Il convegno, svoltosi lo scorso 28 febbraio presso la Triennale di Milano per la prima edizione di Paalma, ha premiato il
Chiostro della Pace di
Enzo Cucchi ed
Ettore Sottsass, ed è stato un’occasione di dibattito su come arte e architettura interagiscano e con quali esiti verso lo spazio.
Punto di partenza i versi di Goethe:
“Il campo il bosco e la roccia / e i giardini sono sempre stati per me / solo uno spazio / e tu, mia amata, li trasformi in luogo” (
Sommer). E la riflessione che ne segue:
Che cosa trasforma uno spazio in luogo? Alla domanda hanno risposto un artista, un architetto, un geografo e uno storico dell’arte.
Alberto Garutti ha raccontato la storia di un intervento di ristrutturazione, di cui è stato protagonista nel 2000, nel comune di Colle Val d’Elsa. Secondo il suo parere, il primo passo, in qualsiasi progetto, consiste nel relazionarsi con la città, intesa come sistema di relazioni; confrontarsi, quindi, con i cittadini che formano la città stessa. Il luogo di Garutti è il frutto della costruzione di un incontro fra arte e realtà della vita cittadina.
Stefano Boeri ha ricordato Ettore Sottsass, “
un gigante che sapeva dimensionare gli spazi”, e la sua scomparsa, ancora troppo recente per poter ragionare sulla sua dimensione artistica.

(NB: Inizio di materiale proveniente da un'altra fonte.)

use std::{
    fs::File,
    io::{self, Write},
    path::PathBuf,
    process::ExitCode,
    sync::Arc,
};

use anyhow::Context;
use clap::{Parser, Subcommand};
use ossfs::{
    adapters::s3::{ConnectSettings, S3Client},
    model::{
        fs::{Config, Visibility, CONFIG_CONTENT_TYPE},
        oss::Options,
    },
    Filesystem, ObjectFS,
};
use serde::Serialize;
use tracing::{error, info, span, Level};
use tracing_subscriber::EnvFilter;

#[derive(Parser, Debug)]
#[command(name = "ossfs", version, about = "Filesystem-style access to an OSS bucket")]
struct Cli {
    #[arg(long, env = "OSS_BUCKET")]
    bucket: String,

    /// S3-compatible endpoint, e.g. https://oss-cn-hangzhou.aliyuncs.com
    #[arg(long, env = "OSS_ENDPOINT")]
    endpoint: Option<String>,

    #[arg(long, env = "OSS_REGION", default_value = "oss-cn-hangzhou")]
    region: String,

    #[arg(long, env = "OSS_PREFIX", default_value = "")]
    prefix: String,

    #[arg(long)]
    path_style: bool,

    /// Request header sent with every call, as NAME=VALUE.
    #[arg(long = "option", value_parser = parse_option)]
    options: Vec<(String, String)>,

    #[command(subcommand)]
    command: Command,
}

#[derive(Subcommand, Debug)]
enum Command {
    Exists {
        path: String,
    },
    Cat {
        path: String,
    },
    Ls {
        #[arg(default_value = "")]
        directory: String,
        #[arg(short, long)]
        recursive: bool,
    },
    Stat {
        path: String,
    },
    Put {
        path: String,
        file: PathBuf,
        #[arg(long)]
        content_type: Option<String>,
    },
    Cp {
        path: String,
        newpath: String,
    },
    Mv {
        path: String,
        newpath: String,
    },
    Rm {
        path: String,
    },
    Mkdir {
        dirname: String,
    },
    Rmdir {
        dirname: String,
    },
    GetAcl {
        path: String,
    },
    SetAcl {
        path: String,
        visibility: Visibility,
    },
}

#[derive(Serialize)]
struct VisibilityOutput {
    visibility: Visibility,
}

fn main() -> ExitCode {
    tracing_subscriber::fmt()
        .json()
        .with_env_filter(
            EnvFilter::try_from_default_env().unwrap_or_else(|_| EnvFilter::new("info")),
        )
        .with_writer(io::stderr)
        .init();

    let span = span!(Level::INFO, "main", context = "main");
    let _e = span.enter();
    info!("called");

    let cli = Cli::parse();
    info!(bucket = %cli.bucket, prefix = %cli.prefix, "args");

    match run(cli) {
        Ok(true) => ExitCode::SUCCESS,
        Ok(false) => ExitCode::FAILURE,
        Err(err) => {
            error!(error_message = %format!("{:#}", err), error_group = "run");
            eprintln!("ossfs: {:#}", err);
            ExitCode::from(2)
        }
    }
}

/// Returns `false` when the target was missing or the operation degraded.
fn run(cli: Cli) -> anyhow::Result<bool> {
    let settings = ConnectSettings {
        endpoint: cli.endpoint,
        region: cli.region,
        force_path_style: cli.path_style,
    };
    let client = S3Client::connect(&settings).context("failed to connect")?;

    let options: Options = cli.options.into_iter().collect();
    let fs = ObjectFS::new(Arc::new(client), &cli.bucket, &cli.prefix, options);
    let mut stdout = io::stdout().lock();

    match cli.command {
        Command::Exists { path } => {
            let found = fs.has(&path)?;
            print_json(&mut stdout, &found)?;
            Ok(found)
        }
        Command::Cat { path } => match fs.read(&path)? {
            None => Ok(false),
            Some(file) => {
                stdout.write_all(&file.contents.unwrap_or_default())?;
                Ok(true)
            }
        },
        Command::Ls {
            directory,
            recursive,
        } => {
            for entry in fs.list_contents(&directory, recursive)? {
                print_json(&mut stdout, &entry)?;
            }
            Ok(true)
        }
        Command::Stat { path } => print_found(&mut stdout, fs.get_metadata(&path)?),
        Command::Put {
            path,
            file,
            content_type,
        } => {
            let mut config = Config::new();
            if let Some(content_type) = content_type {
                config.set(CONFIG_CONTENT_TYPE, content_type);
            }

            let mut source = File::open(&file)
                .with_context(|| format!("failed to open {}", file.display()))?;
            let info = fs.write_stream(&path, &mut source, &config)?;
            print_json(&mut stdout, &info)?;
            Ok(true)
        }
        Command::Cp { path, newpath } => Ok(fs.copy(&path, &newpath)?),
        Command::Mv { path, newpath } => Ok(fs.rename(&path, &newpath)?),
        Command::Rm { path } => Ok(fs.delete(&path)?),
        Command::Mkdir { dirname } => {
            print_found(&mut stdout, fs.create_dir(&dirname, &Config::new()))
        }
        Command::Rmdir { dirname } => Ok(fs.delete_dir(&dirname)?),
        Command::GetAcl { path } => print_found(
            &mut stdout,
            fs.get_visibility(&path)?
                .map(|visibility| VisibilityOutput { visibility }),
        ),
        Command::SetAcl { path, visibility } => print_found(
            &mut stdout,
            fs.set_visibility(&path, visibility)
                .map(|visibility| VisibilityOutput { visibility }),
        ),
    }
}

fn print_json<T: Serialize>(out: &mut impl Write, value: &T) -> anyhow::Result<()> {
    serde_json::to_writer(&mut *out, value)?;
    writeln!(out)?;
    Ok(())
}

fn print_found<T: Serialize>(out: &mut impl Write, value: Option<T>) -> anyhow::Result<bool> {
    match value {
        None => Ok(false),
        Some(value) => {
            print_json(out, &value)?;
            Ok(true)
        }
    }
}

fn parse_option(s: &str) -> Result<(String, String), String> {
    s.split_once('=')
        .map(|(name, value)| (name.trim().to_string(), value.trim().to_string()))
        .filter(|(name, _)| !name.is_empty())
        .ok_or_else(|| format!("invalid option `{}`, expected NAME=VALUE", s))
}
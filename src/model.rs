pub mod fs;
pub mod oss;
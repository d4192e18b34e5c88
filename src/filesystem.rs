use std::io::{Cursor, Read};

use tracing::{error, info, span, Level};

use crate::{
    fs,
    model::fs::{
        Config, EntryKind, FSError, FileInfo, ListingEntry, Visibility, CONFIG_CONTENT_TYPE,
    },
    util,
};

/// Hierarchical filesystem operations over flat storage.
///
/// Lookups that hit a missing object return `Ok(None)` or `Ok(false)`
/// instead of an error. `create_dir`, `set_visibility` and the delete step of
/// `delete_dir` report any storage failure as `None` or `false`; everything
/// else propagates.
pub trait Filesystem {
    fn has(&self, path: &str) -> Result<bool, FSError>;

    fn read(&self, path: &str) -> Result<Option<FileInfo>, FSError>;

    fn read_stream(&self, path: &str) -> Result<Option<Cursor<Vec<u8>>>, FSError> {
        Ok(self
            .read(path)?
            .map(|file| Cursor::new(file.contents.unwrap_or_default())))
    }

    fn list_contents(&self, directory: &str, recursive: bool)
        -> Result<Vec<ListingEntry>, FSError>;

    fn get_metadata(&self, path: &str) -> Result<Option<FileInfo>, FSError>;

    fn get_size(&self, path: &str) -> Result<Option<FileInfo>, FSError> {
        self.get_metadata(path)
    }

    fn get_mimetype(&self, path: &str) -> Result<Option<FileInfo>, FSError> {
        self.get_metadata(path)
    }

    fn get_timestamp(&self, path: &str) -> Result<Option<FileInfo>, FSError> {
        self.get_metadata(path)
    }

    fn write(&self, path: &str, contents: &[u8], config: &Config) -> Result<FileInfo, FSError>;

    fn write_stream(
        &self,
        path: &str,
        resource: &mut dyn Read,
        config: &Config,
    ) -> Result<FileInfo, FSError> {
        let mut contents = Vec::new();
        resource.read_to_end(&mut contents)?;

        self.write(path, &contents, config)
    }

    /// Unconditional overwrite, same as `write`.
    fn update(&self, path: &str, contents: &[u8], config: &Config) -> Result<FileInfo, FSError> {
        self.write(path, contents, config)
    }

    fn update_stream(
        &self,
        path: &str,
        resource: &mut dyn Read,
        config: &Config,
    ) -> Result<FileInfo, FSError> {
        self.write_stream(path, resource, config)
    }

    /// Copy followed by delete. Not atomic: when the delete fails both paths
    /// exist and the delete error is returned.
    fn rename(&self, path: &str, newpath: &str) -> Result<bool, FSError>;

    fn copy(&self, path: &str, newpath: &str) -> Result<bool, FSError>;

    fn delete(&self, path: &str) -> Result<bool, FSError>;

    fn delete_dir(&self, dirname: &str) -> Result<bool, FSError>;

    fn create_dir(&self, dirname: &str, config: &Config) -> Option<FileInfo>;

    fn set_visibility(&self, path: &str, visibility: Visibility) -> Option<Visibility>;

    fn get_visibility(&self, path: &str) -> Result<Option<Visibility>, FSError>;
}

Dopo l’omaggio al maestro, con un intervento sintetico ma essenziale Boeri ha risposto al quesito iniziale. Ricorrendo a un esempio di passaggio da spazio a luogo: il
Cretto di
Alberto Burri a Gibellina.
Il geografo Franco Farinelli ha analizzato l’importanza del territorio partendo dalla sua definizione etimologica fino ad arrivare all’importanza, per l’artista/architetto, della conoscenza del suolo. Solo imparando a leggere la topografia del territorio è possibile inserirsi in modo naturale nel contesto. In questo modo, lo spazio diventa luogo. Lo storico Fulvio Irace ha iniziato con un breve exurcusus sul rapporto fra arte, architettura e città, su come queste relazioni abbiano creato tensioni negli anni del fascismo, anni in cui l’arte aveva una collocazione precisa e l’architettura realizzava edifici metafisici; passando agli anni ’50 borghesi, in cui l’arte perdeva identità e si iniziava a indagare sulla dimensione dello spazio (
Fontana), fino ad arrivare alla difficoltà odierna, in cui il concetto di “pubblico” sembra ormai perso e gli interventi urbani si sono ridotti a un semplice abbellimento funzionale.

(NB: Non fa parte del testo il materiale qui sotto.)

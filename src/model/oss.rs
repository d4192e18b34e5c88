use std::collections::BTreeMap;

/// Request headers forwarded verbatim to the object store on every call.
pub type Options = BTreeMap<String, String>;

#[derive(Clone, Debug, PartialEq, Eq, thiserror::Error)]
#[error("{message}")]
pub struct TransportError {
    pub status: Option<u16>,
    pub message: String,
}

impl TransportError {
    pub fn new(status: Option<u16>, message: impl Into<String>) -> Self {
        Self {
            status,
            message: message.into(),
        }
    }

    pub fn is_not_found(&self) -> bool {
        self.status == Some(404)
    }
}

#[derive(Clone, Debug, Default, PartialEq, Eq)]
pub struct ListQuery {
    pub prefix: Option<String>,
    pub delimiter: Option<String>,
    pub marker: Option<String>,
    pub max_keys: i32,
}

#[derive(Clone, Debug, PartialEq, Eq)]
pub struct ObjectSummary {
    pub key: String,
    pub size: Option<u64>,
    pub last_modified: Option<i64>,
}

#[derive(Clone, Debug, Default, PartialEq, Eq)]
pub struct ListPage {
    pub objects: Vec<ObjectSummary>,
    pub common_prefixes: Vec<String>,
    pub next_marker: Option<String>,
}

/// Response headers of a head or get request. Anything the service did not
/// send stays `None`.
#[derive(Clone, Debug, Default, PartialEq, Eq)]
pub struct ObjectHead {
    pub content_length: Option<u64>,
    pub content_type: Option<String>,
    pub last_modified: Option<i64>,
}

#[derive(Clone, Debug, Default, PartialEq, Eq)]
pub struct ObjectBody {
    pub head: ObjectHead,
    pub bytes: Vec<u8>,
}

pub const ACL_PRIVATE: &str = "private";
pub const ACL_PUBLIC_READ: &str = "public-read";
pub const ACL_PUBLIC_READ_WRITE: &str = "public-read-write";
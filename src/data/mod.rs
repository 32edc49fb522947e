//! 配置存储访问层
//!
//! # 模块组织
//!
//! - `error`: 统一错误类型定义
//! - `store`: 存储抽象 `ConfigStore` 与内存实现
//! - `json_store`: JSON 文件存储
//! - `accessor`: 带默认值兜底与写入保护的读写入口
//!
//! # 使用示例
//!
//! ```rust
//! use picbed_config::data::{get_config, save_config, MemoryStore};
//! use serde_json::{json, Map};
//!
//! # fn main() -> picbed_config::data::Result<()> {
//! let mut store = MemoryStore::new(json!({"picBed": {"current": "smms"}}));
//! let current = get_config(&store, Some("picBed.current"), None);
//!
//! let mut partial = Map::new();
//! partial.insert("picBed.current".to_string(), json!("github"));
//! save_config(&mut store, &partial)?;
//! # Ok(())
//! # }
//! ```

pub mod accessor;
pub mod error;
pub mod json_store;
mod key_path;
pub mod store;

pub use accessor::{get_config, get_config_as, save_config, SaveOutcome};
pub use error::{ConfigError, Result};
pub use json_store::JsonFileStore;
pub use store::{ConfigStore, MemoryStore};
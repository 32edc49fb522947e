use crate::data::{ConfigError, Result};
use std::fs;
use std::path::PathBuf;

/// 覆盖默认配置目录的环境变量
pub const CONFIG_DIR_ENV: &str = "PICGO_CONFIG_DIR";

/// 默认配置文件名
pub const STORE_FILE_NAME: &str = "data.json";

/// PicGo 配置目录（$PICGO_CONFIG_DIR 或 ~/.picgo），若不存在则创建
pub fn config_dir() -> Result<PathBuf> {
    let dir = match std::env::var_os(CONFIG_DIR_ENV) {
        Some(custom) if !custom.is_empty() => PathBuf::from(custom),
        _ => dirs::home_dir()
            .ok_or_else(|| {
                ConfigError::io(
                    "~",
                    std::io::Error::new(std::io::ErrorKind::NotFound, "无法获取用户主目录"),
                )
            })?
            .join(".picgo"),
    };

    if !dir.exists() {
        fs::create_dir_all(&dir).map_err(|e| ConfigError::io(&dir, e))?;
    }
    Ok(dir)
}

/// 默认配置文件路径
pub fn default_store_path() -> Result<PathBuf> {
    Ok(config_dir()?.join(STORE_FILE_NAME))
}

Il dibattito è stato chiuso dalle parole dello stesso Sottsass, lette con commozione da chi ha vissuto i lavori del Chiostro della Pace, e dall’intervento conclusivo di Salvatore Lacagnina, direttore della Galleria civica di Siracusa. Appare un’architettura come grande metafora della vita, che ha permesso al maestro di entrare in contatto con il cosmo e con il cielo. Il paesaggio in cui Sottsass inseriva i propri progetti lo suggestionava a tal punto da compiere, per reazione, un processo di sottrazione. E definisce il chiostro progettato con Enzo Cucchi un luogo fatto di silenzio, che permette di tornare a se stessi, fino a raggiungere il paradosso dell’isolamento.